**About this exercise**
Could you set down every record exactly as it appears?

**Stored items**
.....

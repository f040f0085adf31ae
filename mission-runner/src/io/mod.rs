//! I/O helpers for a mission run.

pub mod copilot_config;
pub mod github_auth;
pub mod github_env;
pub mod mission_text;
pub mod process;
pub mod sources;
pub mod workflow;
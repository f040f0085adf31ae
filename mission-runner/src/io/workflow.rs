//! GitHub Actions workflow commands written to stdout.
//!
//! These lines are the product-facing log of a run: the Actions UI turns
//! `::error::`/`::warning::` into annotations and folds `::group::` blocks.

use std::fmt::Display;

/// Fatal condition; the run exits non-zero.
pub fn error(message: impl Display) {
    println!("::error::{message}");
}

/// Recoverable condition; does not change the exit code by itself.
pub fn warning(message: impl Display) {
    println!("::warning::{message}");
}

/// Only shown when step debug logging is enabled on the workflow.
pub fn debug(message: impl Display) {
    println!("::debug::{message}");
}

/// Plain progress line.
pub fn notice(message: impl Display) {
    println!("{message}");
}

/// Folded log section; closed when the guard drops.
#[must_use = "the group closes as soon as the guard is dropped"]
pub struct Group(());

/// Open a `::group::` that ends with `::endgroup::` when the returned guard drops,
/// including on early returns through `?`.
pub fn group(title: impl Display) -> Group {
    println!("::group::{title}");
    Group(())
}

impl Drop for Group {
    fn drop(&mut self) {
        println!("::endgroup::");
    }
}
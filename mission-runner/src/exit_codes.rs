//! Stable exit codes for the mission runner.

/// Mission completed (with the primary or the fallback model).
pub const OK: i32 = 0;
/// Setup/auth failed or the agent failed on every configured model.
pub const FAILED: i32 = 1;
/// Invalid invocation: bad flags, no mission or both mission and template,
/// missing template file. Matches clap's usage-error code.
pub const INVALID: i32 = 2;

.....

**Task response**
repository f040f0085adf31ae
filename mission-runner/src/io/mod.rs
//! I/O helpers for a mission run.

pub mod copilot_config;
pub mod github_auth;
pub mod github_env;
pub mod mission_text;
pub mod process;
pub mod sources;
pub mod workflow;
repository f040f0085adf31ae
filename mission-runner/src/io/workflow.rs
//! GitHub Actions workflow commands written to stdout.
//!
//! These lines are the product-facing log of a run: the Actions UI turns
//! `::error::`/`::warning::` into annotations and folds `::group::` blocks.

use std::fmt::Display;

/// Fatal condition; the run exits non-zero.
pub fn error(message: impl Display) {
    println!("::error::{message}");
}

/// Recoverable condition; does not change the exit code by itself.
pub fn warning(message: impl Display) {
    println!("::warning::{message}");
}

/// Only shown when step debug logging is enabled on the workflow.
pub fn debug(message: impl Display) {
    println!("::debug::{message}");
}

/// Plain progress line.
pub fn notice(message: impl Display) {
    println!("{message}");
}

/// Folded log section; closed when the guard drops.
#[must_use = "the group closes as soon as the guard is dropped"]
pub struct Group(());

/// Open a `::group::` that ends with `::endgroup::` when the returned guard drops,
/// including on early returns through `?`.
pub fn group(title: impl Display) -> Group {
    println!("::group::{title}");
    Group(())
}

impl Drop for Group {
    fn drop(&mut self) {
        println!("::endgroup::");
    }
}
filename mission-runner/src/exit_codes.rs
//! Stable exit codes for the mission runner.

/// Mission completed (with the primary or the fallback model).
pub const OK: i32 = 0;
/// Setup/auth failed or the agent failed on every configured model.
pub const FAILED: i32 = 1;
/// Invalid invocation: bad flags, no mission or both mission and template,
/// missing template file. Matches clap's usage-error code.
pub const INVALID: i32 = 2;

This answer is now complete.